7) Der Auktionator lässt durch das Auktionshaus im Auftrage des Eigentümers folgende Feststellungen bezüglich des Objektes treffen:

a) Eintragungen in Abt. I, II und III des Grundbuchs sowie Flächengröße lt. Eintragung im Bestandsverzeichnis.

b) Etwaige Auflagen der zuständigen Bauaufsichtsbehörde sowie des Bezirksschornsteinfegermeisters.

c) Bei vermieteten Objekten der tatsächliche, zuletzt festgestellte Soll-Mietzins (Jahresmiete netto).

Soweit die vorstehend aufgeführten Angaben zu (a) bis (c) durch den Auktionator mitgeteilt werden, übernehmen der Auktionator und das Auktionshaus keine Haftung für deren Richtigkeit. Soweit das Auktionshaus bis zur Versteigerung die vorstehenden Angaben von den zuständigen Stellen nicht erhalten hat, wird dies vom Auktionshaus im Auslobungstext bekannt gegeben. Die Angaben zu den Mieten und den Betriebskosten können sich zwischen dem Zeitpunkt der Versteigerung und dem Zeitpunkt der wirtschaftlichen Übergabe von Nutzen und Lasten ändern, sei es durch zwischenzeitlichen Leerstand oder Neuvermietung.

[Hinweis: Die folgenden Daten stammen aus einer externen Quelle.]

//! Bounded retry for idempotent reads.
//!
//! Calls across the network can fail at random, so a read is repeated a few
//! times before giving up. A response whose status is on the terminal list is
//! returned at once, whether it is a success or an error the caller wants to
//! see. Other statuses are retried with a linear backoff (1 unit, then 2
//! units) for at most three attempts, after which the last response is
//! returned as is.
//!
//! A transport fault ends the call: it is logged and reported as `None`.

use std::{fmt::Display, future::Future, time::Duration};

use reqwest::{Client, Response};
use tokio::time::sleep;

/// Statuses accepted as a final answer from the peer.
pub const TERMINAL_STATUS_CODES: [u16; 6] = [200, 400, 480, 481, 482, 500];

pub const MAX_ATTEMPTS: u32 = 3;

/// Anything that carries an HTTP status code.
pub trait HasStatus {
    fn status_code(&self) -> u16;
}

impl HasStatus for Response {
    fn status_code(&self) -> u16 {
        self.status().as_u16()
    }
}

#[derive(Debug, Clone)]
pub struct RetryPolicy {
    pub max_attempts: u32,
    pub backoff_unit: Duration,
    pub terminal: &'static [u16],
}

impl Default for RetryPolicy {
    fn default() -> Self {
        Self {
            max_attempts: MAX_ATTEMPTS,
            backoff_unit: Duration::from_secs(1),
            terminal: &TERMINAL_STATUS_CODES,
        }
    }
}

impl RetryPolicy {
    pub fn is_terminal(&self, status: u16) -> bool {
        self.terminal.contains(&status)
    }

    /// Delay before the next attempt once `attempts` calls have been made.
    pub fn backoff(&self, attempts: u32) -> Duration {
        self.backoff_unit * attempts
    }
}

/// Drives `call` under `policy`.
///
/// Returns the first terminal response, or the last response once the
/// attempts are used up. Returns `None` if a call fails at the transport
/// level.
pub async fn call_with_retry<F, Fut, R, E>(policy: &RetryPolicy, target: &str, mut call: F) -> Option<R>
where
    F: FnMut() -> Fut,
    Fut: Future<Output = Result<R, E>>,
    R: HasStatus,
    E: Display,
{
    let mut attempts = 0;

    loop {
        let response = match call().await {
            Ok(response) => response,
            Err(e) => {
                tracing::error!(url = target, error = %e, "remote call failed");
                return None;
            }
        };
        attempts += 1;

        let status = response.status_code();
        if policy.is_terminal(status) || attempts >= policy.max_attempts {
            return Some(response);
        }

        let delay = policy.backoff(attempts);
        tracing::debug!(url = target, status, attempts, ?delay, "retrying remote call");
        sleep(delay).await;
    }
}

/// GETs `url` with the default policy.
pub async fn web_service_get(client: &Client, url: &str) -> Option<Response> {
    call_with_retry(&RetryPolicy::default(), url, || client.get(url).send()).await
}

8) Der Erwerb des versteigerten Objektes erfolgt nicht immer in einem zur sofortigen Nutzung geeigneten, teilweise sanierungs- bzw. renovierungsbedürftigen Zustand und damit, soweit sich nicht etwas anderes aus dem Auslobungstext ergibt, wie es im Zeitpunkt des Zuschlags steht und liegt, d.h. unter Ausschluss aller Ansprüche und Rechte des Erwerbers wegen eines Sachmangels des Grundstücks oder des Gebäudes. In solchen Fällen muss der Erwerber je nach Sachlage mit erheblichen zusätzlichen Aufwendungen rechnen, um das Objekt in einen gebrauchsüblichen Zustand zu versetzen. Vom vorstehenden Haftungsausschluss sind ausgenommen:

a) Ansprüche und Rechte für Schäden, die auf einer vorsätzlichen Pflichtverletzung des Veräußerers beruhen.

b) Wenn der Erwerber Verbraucher im Sinne des Gesetzes ist, sind Ansprüche wegen Körperschäden vom Haftungsausschluss nicht erfasst, wenn der Veräußerer die Pflichtverletzung zu vertreten hat, ebenso sonstige Schäden, die auf einer vorsätzlichen oder grob fahrlässigen Pflichtverletzung des Veräußerers beruhen.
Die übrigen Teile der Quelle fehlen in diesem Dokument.